Two Ridgefielders running for Congress? That was the case 25 years ago.

“Former Planning and Zoning Commission member Joseph Heyman was accompanied by his daughter, Jodi, Monday night when he told the Democratic Town Committee he will seek the party’s nomination for the Fifth District seat in Congress,” the Feb. 13, 1992, Press reported in the caption for a page one photo of the two.

“Not only was a Ridgefield Democrat announcing for Congress,” the accompanying story said, “but it was the second such announcement in a week. Computer consultant Jack Halbert had made public his quest for the nomination only a few days later.”

Neither ended up getting the nomination, but Heyman later ran a successful campaign for and served on Ridgefield’s Board of Selectmen, following his long tenure on the P&Z Commission.

First Selectwoman Sue Manning was making budget news. “Sue sends budgets back,” read a headline. “Tells seven department heads to reconsider 10% increases.”

The story quoted the straightforward Manning as saying, “After taking a look at what’s been submitted, it’s much higher than anything I could even consider supporting.”

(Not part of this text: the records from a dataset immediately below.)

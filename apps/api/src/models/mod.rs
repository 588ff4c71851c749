pub mod calendar;
pub mod observation;
pub mod status;
pub mod vehicle;

use thiserror::Error;

/// A wire or database label that does not name any known variant.
#[derive(Debug, Clone, Error, PartialEq)]
#[error("unknown {kind} '{label}'")]
pub struct UnknownLabel {
    pub kind: &'static str,
    pub label: String,
}

impl UnknownLabel {
    pub fn new(kind: &'static str, label: &str) -> Self {
        Self {
            kind,
            label: label.to_string(),
        }
    }
}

The story added, “By an informal count, the departments’ requests called for a total of 10 new employees as well as increasing a couple of part-time jobs to full-time. ‘I don’t think we can warrant any new employees this year,’ she said.”

Ridgebury was the scene of a zoning battle — not the first, nor the last.

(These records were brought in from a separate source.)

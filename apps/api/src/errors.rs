use axum::{
    http::StatusCode,
    response::{IntoResponse, Response},
    Json,
};
use chrono::NaiveDate;
use serde_json::json;
use thiserror::Error;

use crate::store::StoreError;

/// Application-level error type.
/// Implements `IntoResponse` so Axum handlers can return `Result<T, AppError>`.
#[derive(Debug, Error)]
pub enum AppError {
    #[error("Not found: {0}")]
    NotFound(String),

    #[error("Validation error: {0}")]
    Validation(String),

    #[error("Unauthenticated")]
    Unauthenticated,

    /// Day-Copy found nothing on the source date. Reported, never retried.
    #[error("No status records on {date} to copy")]
    EmptySource { date: NaiveDate },

    #[error("Data access error: {0}")]
    DataAccess(#[from] StoreError),

    #[error("Timed out: {0}")]
    Timeout(String),

    #[error("Internal server error: {0}")]
    Internal(#[from] anyhow::Error),
}

impl IntoResponse for AppError {
    fn into_response(self) -> Response {
        let (status, code, message) = match &self {
            AppError::NotFound(msg) => {
                tracing::warn!("Not found: {msg}");
                (StatusCode::NOT_FOUND, "NOT_FOUND", msg.clone())
            }
            AppError::Validation(msg) => {
                tracing::warn!("Validation error: {msg}");
                (StatusCode::BAD_REQUEST, "VALIDATION_ERROR", msg.clone())
            }
            AppError::Unauthenticated => {
                tracing::warn!("Write rejected: no acting identity");
                (
                    StatusCode::UNAUTHORIZED,
                    "UNAUTHENTICATED",
                    "An authenticated user is required for this operation".to_string(),
                )
            }
            AppError::EmptySource { .. } => {
                tracing::warn!("{self}");
                (
                    StatusCode::UNPROCESSABLE_ENTITY,
                    "EMPTY_SOURCE",
                    self.to_string(),
                )
            }
            AppError::DataAccess(StoreError::Constraint(msg)) => {
                tracing::warn!("Constraint violation: {msg}");
                (StatusCode::CONFLICT, "CONFLICT", msg.clone())
            }
            AppError::DataAccess(e) => {
                tracing::error!("Data access error: {e}");
                (
                    StatusCode::INTERNAL_SERVER_ERROR,
                    "DATA_ACCESS_ERROR",
                    "The data backend could not complete the request".to_string(),
                )
            }
            AppError::Timeout(msg) => {
                tracing::error!("Timed out: {msg}");
                (StatusCode::GATEWAY_TIMEOUT, "TIMEOUT", msg.clone())
            }
            AppError::Internal(e) => {
                tracing::error!("Internal error: {e:?}");
                (
                    StatusCode::INTERNAL_SERVER_ERROR,
                    "INTERNAL_ERROR",
                    "An internal server error occurred".to_string(),
                )
            }
        };

        let body = Json(json!({
            "error": {
                "code": code,
                "message": message
            }
        }));

        (status, body).into_response()
    }
}

#[cfg(test)]
mod tests {
    use super::*;

    #[test]
    fn test_status_codes() {
        let date = NaiveDate::from_ymd_opt(2024, 2, 29).unwrap();
        let cases = [
            (AppError::NotFound("x".into()), StatusCode::NOT_FOUND),
            (AppError::Validation("x".into()), StatusCode::BAD_REQUEST),
            (AppError::Unauthenticated, StatusCode::UNAUTHORIZED),
            (AppError::EmptySource { date }, StatusCode::UNPROCESSABLE_ENTITY),
            (
                AppError::DataAccess(StoreError::Constraint("dup".into())),
                StatusCode::CONFLICT,
            ),
            (
                AppError::DataAccess(StoreError::Corrupt("bad".into())),
                StatusCode::INTERNAL_SERVER_ERROR,
            ),
            (AppError::Timeout("copy".into()), StatusCode::GATEWAY_TIMEOUT),
        ];
        for (err, expected) in cases {
            assert_eq!(err.into_response().status(), expected);
        }
    }

    #[test]
    fn test_empty_source_message_names_date() {
        let date = NaiveDate::from_ymd_opt(2024, 2, 29).unwrap();
        assert_eq!(
            AppError::EmptySource { date }.to_string(),
            "No status records on 2024-02-29 to copy"
        );
    }
}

“Distressed Ridgebury residents are pushing the Planning and Zoning Commission to have another public hearing on rules for a ‘golf community’ proposed for their neighborhood.

“‘Very few people had understood … what the real implications were of the public hearing,’ said Stratford Sherman, a spokesman for the Northern Ridgefield Homeowners Association. “‘People didn’t know how important it was to attend this.’”

50 years ago

Apartment zoning was controversial.

“The Connecticut Supreme Court this week sustained the judgement of the Court of Common Pleas in finding that the former Ridgefield Zoning Commission had acted properly when it created the garden apartments zone on north Main Street,” the Feb. 16,1967, Press reported.

“The 33-acre zone was established by the commission in September 1964 at the request of builder Jerry Tuccio, who owns the former Olcott estate.”

Today, that’s Casagmo, the 307-unit condominium complex with a name carried over from the previous estate, reflecting the name of its owner: Casa-gmo, casa (house) of George M. Olcott.

“An upstairs fire in the home of Charles Coe at 6 Greenfield Avenue … heavily damaged a stamp collection valued at $5,000.”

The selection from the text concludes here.